FeatureBase: The #1 ClickHouse Alternative

ClickHouse for Real-Time Analytics

ClickHouse is an open-source, column-oriented database for online analytical processing (OLAP). The technology was originally developed about 10 years ago at Yandex, Russia’s largest technology company, and is heavily built on Apache Arrow

ClickHouse was designed with a single objective: to filter and aggregate as much data as possible as quickly as possible. It is often used as the database for use cases requiring large-scale aggregations in real-time (for example, server log analysis to determine error rates, response times, etc.). It does not support transactional workloads and, in fact, updates data asynchronously, which can create inconsistencies in the data, leading users to look for a ClickHouse alternative or competitor. Because it is open-source, several SaaS offerings are built on ClickHouse, including Firebolt, Tinybird, and Altinity.

While ClickHouse is DevOps friendly and is almost unbeatable for complex grouping aggregation queries, it does have some weaknesses – such as updates and deletes – that can become detrimental if your workloads have certain dependencies which should be considered when determining whether to switch to a ClickHouse alternative.

Reasons to Consider Replacing ClickHouse: 

Molecula FeatureBase

FeatureBase is a real-time database that makes an organization’s freshest data immediately accessible, actionable, and reusable. It powers real-time analytics and machine learning applications by executing low-latency, high-throughput, and highly concurrent workloads simultaneously. 

FeatureBase ingests data continuously to execute on computationally intensive analytical workloads in real-time for the front lines of your business. It allows you to ingest millions of events per second with ACID transactions while simultaneously analyzing, transforming, and aggregating billions of rows of data and maintaining efficiency, making FeatureBase a great ClickHouse alternative.

 

ClickHouse vs. FeatureBase: 4 Key Technical Differences 

As a ClickHouse alternative, FeatureBase has key technical differences you should consider, including data ingestion, query capabilities, data modeling, and the data format.  Let’s look at each. 

Consideration #1 For Using a ClickHouse Alternative: Real-Time Data Ingestion

ClickHouse does not support real-time, record-by-record data ingestion, but instead recommends performing inserts in batches of at least 1000 records, or no more than one insertion per second. Because of this, it’s essential to configure ClickHouse to maximize the number of records per insertion. Depending on your use case and the throughput rate of your input data, even these configurations may not be sufficient to optimize writes into ClickHouse.

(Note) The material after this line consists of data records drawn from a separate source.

//! API Integration Tests

use axum::{
    body::Body,
    http::{Request, StatusCode},
    Router,
};
use http_body_util::BodyExt;
use rust_decimal_macros::dec;
use serde_json::{json, Value};
use tower::util::ServiceExt;
use uuid::Uuid;

use core_ledger::api::{
    self,
    routes::{AccountResponse, BalanceResponse, EntryResponse, LinesResponse, TransferResponse},
};
use core_ledger::domain::{AccountId, AccountStatus, EntryStatus, FailureReason, TransferStatus};

mod common;

async fn send(app: &Router, request: Request<Body>) -> (StatusCode, Vec<u8>) {
    let response = app.clone().oneshot(request).await.unwrap();
    let status = response.status();
    let body = response.into_body().collect().await.unwrap().to_bytes();
    (status, body.to_vec())
}

fn post_json(uri: &str, body: Value) -> Request<Body> {
    Request::builder()
        .method("POST")
        .uri(uri)
        .header("content-type", "application/json")
        .body(Body::from(body.to_string()))
        .unwrap()
}

fn get(uri: &str) -> Request<Body> {
    Request::builder().uri(uri).body(Body::empty()).unwrap()
}

fn transfer_body(from: AccountId, to: AccountId, amount_minor: i64) -> Value {
    json!({
        "from_account_id": from.as_uuid(),
        "to_account_id": to.as_uuid(),
        "amount_minor": amount_minor,
        "currency": "USD",
    })
}

async fn setup_app() -> (common::TestLedger, Router) {
    let ledger = common::setup().await;
    let app = api::app(ledger.engine.clone());
    (ledger, app)
}

#[tokio::test]
async fn test_health_check() {
    let (_ledger, app) = setup_app().await;

    let response = app.oneshot(get("/health")).await.unwrap();
    assert_eq!(response.status(), StatusCode::OK);
    assert!(response.headers().contains_key("x-request-id"));

    let body = response.into_body().collect().await.unwrap().to_bytes();
    assert_eq!(&body[..], b"OK");
}

#[tokio::test]
async fn test_transfer_e2e() {
    let (ledger, app) = setup_app().await;
    let x = ledger.open_funded(1_000).await;
    let y = ledger.open_funded(200).await;

    // 1. Transfer
    let (status, body) = send(&app, post_json("/api/v1/transfers", transfer_body(x, y, 300))).await;
    assert_eq!(status, StatusCode::CREATED);
    let transfer: TransferResponse = serde_json::from_slice(&body).unwrap();
    assert_eq!(transfer.status, TransferStatus::Executed);
    assert_eq!(transfer.amount, dec!(3.00));
    let entry_id = transfer.journal_entry_id.expect("entry id");

    // 2. Fetch the transfer back
    let (status, body) = send(&app, get(&format!("/api/v1/transfers/{}", transfer.id))).await;
    assert_eq!(status, StatusCode::OK);
    let fetched: TransferResponse = serde_json::from_slice(&body).unwrap();
    assert_eq!(fetched.id, transfer.id);

    // 3. Balances
    let (status, body) = send(&app, get(&format!("/api/v1/accounts/{}/balance", x))).await;
    assert_eq!(status, StatusCode::OK);
    let balance: BalanceResponse = serde_json::from_slice(&body).unwrap();
    assert_eq!(balance.balance_minor, 700);
    assert_eq!(balance.balance, dec!(7.00));
    assert_eq!(balance.currency, "USD");

    // 4. Entry
    let (status, body) = send(&app, get(&format!("/api/v1/journal-entries/{}", entry_id))).await;
    assert_eq!(status, StatusCode::OK);
    let entry: EntryResponse = serde_json::from_slice(&body).unwrap();
    assert_eq!(entry.status, EntryStatus::Posted);
    assert_eq!(entry.lines.len(), 2);

    // 5. Lines of the receiver, most recent first
    let (status, body) = send(&app, get(&format!("/api/v1/accounts/{}/lines", y))).await;
    assert_eq!(status, StatusCode::OK);
    let lines: LinesResponse = serde_json::from_slice(&body).unwrap();
    assert_eq!(lines.lines.len(), 2);
    assert_eq!(lines.lines[0].entry_id, entry_id);
    assert_eq!(lines.lines[0].amount_minor, 300);
}

#[tokio::test]
async fn test_failed_transfer_is_created_with_reason() {
    let (ledger, app) = setup_app().await;
    let x = ledger.open_funded(1_000).await;
    let y = ledger.open_funded(0).await;

    let (status, body) = send(&app, post_json("/api/v1/transfers", transfer_body(x, y, 1_500))).await;
    assert_eq!(status, StatusCode::CREATED);
    let transfer: TransferResponse = serde_json::from_slice(&body).unwrap();
    assert_eq!(transfer.status, TransferStatus::Failed);
    assert_eq!(transfer.failure_reason, Some(FailureReason::InsufficientFunds));
    assert_eq!(transfer.journal_entry_id, None);
    assert_eq!(ledger.balance(x).await, 1_000);
}

#[tokio::test]
async fn test_idempotency_key_header() {
    let (ledger, app) = setup_app().await;
    let x = ledger.open_funded(1_000).await;
    let y = ledger.open_funded(0).await;

    let request = |amount_minor: i64| {
        Request::builder()
            .method("POST")
            .uri("/api/v1/transfers")
            .header("content-type", "application/json")
            .header("Idempotency-Key", "invoice-881")
            .body(Body::from(transfer_body(x, y, amount_minor).to_string()))
            .unwrap()
    };

    let (status, body) = send(&app, request(100)).await;
    assert_eq!(status, StatusCode::CREATED);
    let first: TransferResponse = serde_json::from_slice(&body).unwrap();
    assert_eq!(first.idempotency_key.as_deref(), Some("invoice-881"));

    let (status, body) = send(&app, request(100)).await;
    assert_eq!(status, StatusCode::CREATED);
    let second: TransferResponse = serde_json::from_slice(&body).unwrap();
    assert_eq!(first.id, second.id);
    assert_eq!(ledger.balance(x).await, 900);

    let (status, body) = send(&app, request(999)).await;
    assert_eq!(status, StatusCode::CONFLICT);
    let error: Value = serde_json::from_slice(&body).unwrap();
    assert_eq!(error["error_code"], "idempotency_conflict");
    assert_eq!(error["retryable"], false);
}

#[tokio::test]
async fn test_not_found_responses() {
    let (_ledger, app) = setup_app().await;
    let id = Uuid::new_v4();

    for (uri, code) in [
        (format!("/api/v1/transfers/{id}"), "transfer_not_found"),
        (format!("/api/v1/journal-entries/{id}"), "entry_not_found"),
        (format!("/api/v1/accounts/{id}"), "account_not_found"),
        (format!("/api/v1/accounts/{id}/balance"), "account_not_found"),
        (format!("/api/v1/accounts/{id}/lines"), "account_not_found"),
    ] {
        let (status, body) = send(&app, get(&uri)).await;
        assert_eq!(status, StatusCode::NOT_FOUND, "{uri}");
        let error: Value = serde_json::from_slice(&body).unwrap();
        assert_eq!(error["error_code"], code);
    }
}

#[tokio::test]
async fn test_unbalanced_entry_rejected() {
    let (ledger, app) = setup_app().await;
    let x = ledger.open_funded(1_000).await;
    let y = ledger.open_funded(0).await;

    let body = json!({
        "entry_type": "ADJUSTMENT",
        "lines": [
            { "account_id": x.as_uuid(), "direction": "DEBIT", "amount_minor": 100, "currency": "USD" },
            { "account_id": y.as_uuid(), "direction": "CREDIT", "amount_minor": 50, "currency": "USD" },
        ],
    });
    let (status, body) = send(&app, post_json("/api/v1/journal-entries", body)).await;
    assert_eq!(status, StatusCode::BAD_REQUEST);
    let error: Value = serde_json::from_slice(&body).unwrap();
    assert_eq!(error["error_code"], "unbalanced_entry");
    assert_eq!(ledger.balance(x).await, 1_000);
}

#[tokio::test]
async fn test_post_and_reverse_entry() {
    let (ledger, app) = setup_app().await;
    let x = ledger.open_funded(0).await;

    let body = json!({
        "entry_type": "CASH_DEPOSIT",
        "external_reference": "branch-7/slip-42",
        "lines": [
            { "account_id": ledger.cash.as_uuid(), "direction": "DEBIT", "amount_minor": 500, "currency": "USD" },
            { "account_id": x.as_uuid(), "direction": "CREDIT", "amount_minor": 500, "currency": "USD" },
        ],
    });
    let (status, body) = send(&app, post_json("/api/v1/journal-entries", body)).await;
    assert_eq!(status, StatusCode::CREATED);
    let entry: EntryResponse = serde_json::from_slice(&body).unwrap();
    assert_eq!(entry.external_reference.as_deref(), Some("branch-7/slip-42"));
    assert_eq!(ledger.balance(x).await, 500);

    let uri = format!("/api/v1/journal-entries/{}/reversal", entry.id);
    let (status, body) = send(&app, post_json(&uri, json!({}))).await;
    assert_eq!(status, StatusCode::CREATED);
    let reversal: EntryResponse = serde_json::from_slice(&body).unwrap();
    assert_eq!(reversal.reverses, Some(entry.id));
    assert_eq!(ledger.balance(x).await, 0);

    let (status, body) = send(&app, post_json(&uri, json!({}))).await;
    assert_eq!(status, StatusCode::UNPROCESSABLE_ENTITY);
    let error: Value = serde_json::from_slice(&body).unwrap();
    assert_eq!(error["error_code"], "entry_already_reversed");
}

#[tokio::test]
async fn test_account_endpoints() {
    let (_ledger, app) = setup_app().await;

    let body = json!({ "holder_id": Uuid::new_v4(), "currency": "EUR", "overdraft_limit_minor": 2500 });
    let (status, body) = send(&app, post_json("/api/v1/accounts", body)).await;
    assert_eq!(status, StatusCode::CREATED);
    let account: AccountResponse = serde_json::from_slice(&body).unwrap();
    assert_eq!(account.status, AccountStatus::Pending);
    assert_eq!(account.currency, "EUR");
    assert_eq!(account.balance_minor, 0);
    assert_eq!(account.overdraft_limit_minor, 2500);

    let uri = format!("/api/v1/accounts/{}/status", account.id);
    let (status, body) = send(&app, post_json(&uri, json!({ "status": "ACTIVE" }))).await;
    assert_eq!(status, StatusCode::OK);
    let active: AccountResponse = serde_json::from_slice(&body).unwrap();
    assert_eq!(active.status, AccountStatus::Active);

    let (status, _) = send(&app, post_json(&uri, json!({ "status": "PENDING" }))).await;
    assert_eq!(status, StatusCode::BAD_REQUEST);

    let body = json!({ "holder_id": Uuid::new_v4(), "currency": "US1" });
    let (status, body) = send(&app, post_json("/api/v1/accounts", body)).await;
    assert_eq!(status, StatusCode::BAD_REQUEST);
    let error: Value = serde_json::from_slice(&body).unwrap();
    assert_eq!(error["error_code"], "invalid_currency");
}

#[tokio::test]
async fn test_lines_query_validation() {
    let (ledger, app) = setup_app().await;
    let x = ledger.open_funded(100).await;

    let uri = format!("/api/v1/accounts/{}/lines?from=2025-03-11&to=2025-03-10", x);
    let (status, body) = send(&app, get(&uri)).await;
    assert_eq!(status, StatusCode::BAD_REQUEST);
    let error: Value = serde_json::from_slice(&body).unwrap();
    assert_eq!(error["error_code"], "invalid_request");

    let uri = format!("/api/v1/accounts/{}/lines?from=2025-03-10&to=2025-03-10", x);
    let (status, body) = send(&app, get(&uri)).await;
    assert_eq!(status, StatusCode::OK);
    let lines: LinesResponse = serde_json::from_slice(&body).unwrap();
    assert_eq!(lines.lines.len(), 1);
}
//! Transfer
//!
//! Customer-facing money movement. Its financial effect lives in the linked
//! journal entry; the transfer record is the audit trail of the request.

use chrono::{DateTime, Utc};
use serde::{Deserialize, Serialize};
use std::fmt;
use std::str::FromStr;

use super::{AccountId, Currency, EntryId, FailureReason, LedgerError, Money, TransferId};

/// PENDING -> EXECUTED | FAILED (both terminal)
#[derive(Debug, Clone, Copy, PartialEq, Eq, Hash, Serialize, Deserialize)]
#[serde(rename_all = "SCREAMING_SNAKE_CASE")]
pub enum TransferStatus {
    Pending,
    Executed,
    Failed,
}

impl TransferStatus {
    pub fn as_str(&self) -> &'static str {
        match self {
            TransferStatus::Pending => "PENDING",
            TransferStatus::Executed => "EXECUTED",
            TransferStatus::Failed => "FAILED",
        }
    }

    pub fn is_terminal(&self) -> bool {
        !matches!(self, TransferStatus::Pending)
    }
}

impl fmt::Display for TransferStatus {
    fn fmt(&self, f: &mut fmt::Formatter<'_>) -> fmt::Result {
        f.write_str(self.as_str())
    }
}

impl FromStr for TransferStatus {
    type Err = LedgerError;

    fn from_str(s: &str) -> Result<Self, Self::Err> {
        match s {
            "PENDING" => Ok(TransferStatus::Pending),
            "EXECUTED" => Ok(TransferStatus::Executed),
            "FAILED" => Ok(TransferStatus::Failed),
            other => Err(LedgerError::Storage(format!("unknown transfer status {other:?}"))),
        }
    }
}

#[derive(Debug, Clone, PartialEq, Eq, Serialize, Deserialize)]
pub struct Transfer {
    pub id: TransferId,
    pub from_account_id: AccountId,
    pub to_account_id: AccountId,
    pub amount_minor: i64,
    pub currency: Currency,
    pub status: TransferStatus,
    pub failure_reason: Option<FailureReason>,
    pub journal_entry_id: Option<EntryId>,
    pub description: Option<String>,
    pub idempotency_key: Option<String>,
    /// Fingerprint of the request parameters, used to detect key reuse
    pub request_hash: String,
    pub requested_at: DateTime<Utc>,
    pub executed_at: Option<DateTime<Utc>>,
}

impl Transfer {
    pub fn amount(&self) -> Money {
        Money::new(self.amount_minor, self.currency)
    }

    pub fn is_terminal(&self) -> bool {
        self.status.is_terminal()
    }

    /// PENDING -> EXECUTED
    pub(crate) fn executed(&self, entry_id: EntryId, at: DateTime<Utc>) -> Transfer {
        Transfer {
            status: TransferStatus::Executed,
            journal_entry_id: Some(entry_id),
            executed_at: Some(at),
            failure_reason: None,
            ..self.clone()
        }
    }

    /// PENDING -> FAILED
    pub(crate) fn failed(&self, reason: FailureReason) -> Transfer {
        Transfer {
            status: TransferStatus::Failed,
            failure_reason: Some(reason),
            journal_entry_id: None,
            executed_at: None,
            ..self.clone()
        }
    }
}

#[cfg(test)]
mod tests {
    use super::*;

    fn pending() -> Transfer {
        Transfer {
            id: TransferId::new(),
            from_account_id: AccountId::new(),
            to_account_id: AccountId::new(),
            amount_minor: 300,
            currency: Currency::USD,
            status: TransferStatus::Pending,
            failure_reason: None,
            journal_entry_id: None,
            description: None,
            idempotency_key: None,
            request_hash: String::new(),
            requested_at: Utc::now(),
            executed_at: None,
        }
    }

    #[test]
    fn test_executed_links_entry() {
        let entry_id = EntryId::new();
        let transfer = pending().executed(entry_id, Utc::now());
        assert_eq!(transfer.status, TransferStatus::Executed);
        assert_eq!(transfer.journal_entry_id, Some(entry_id));
        assert!(transfer.executed_at.is_some());
        assert!(transfer.is_terminal());
    }

    #[test]
    fn test_failed_has_no_entry() {
        let transfer = pending().failed(FailureReason::InsufficientFunds);
        assert_eq!(transfer.status, TransferStatus::Failed);
        assert_eq!(transfer.failure_reason, Some(FailureReason::InsufficientFunds));
        assert!(transfer.journal_entry_id.is_none());
    }

    #[test]
    fn test_pending_is_not_terminal() {
        assert!(!TransferStatus::Pending.is_terminal());
        assert_eq!(pending().amount(), Money::new(300, Currency::USD));
    }
}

FeatureBase seamlessly handles the ingestion of massive-scale streaming data while simultaneously allowing for real-time inserts and updates to existing data schemas. While FeatureBase is not explicitly optimized for writes and also ingests data in microbatches, it is able to scale out horizontally and also employs several optimizations (like write-ahead logs) to support required throughputs. Additionally, FeatureBase is able to do a lot of preprocessing on the client side so that users not only have the option to scale out the actual database servers, but can actually offload much of the computation to ingest servers. These ingest servers can be ephemeral and exist only while there’s load. Essentially, they are elastic and further improve ingest efficiencies.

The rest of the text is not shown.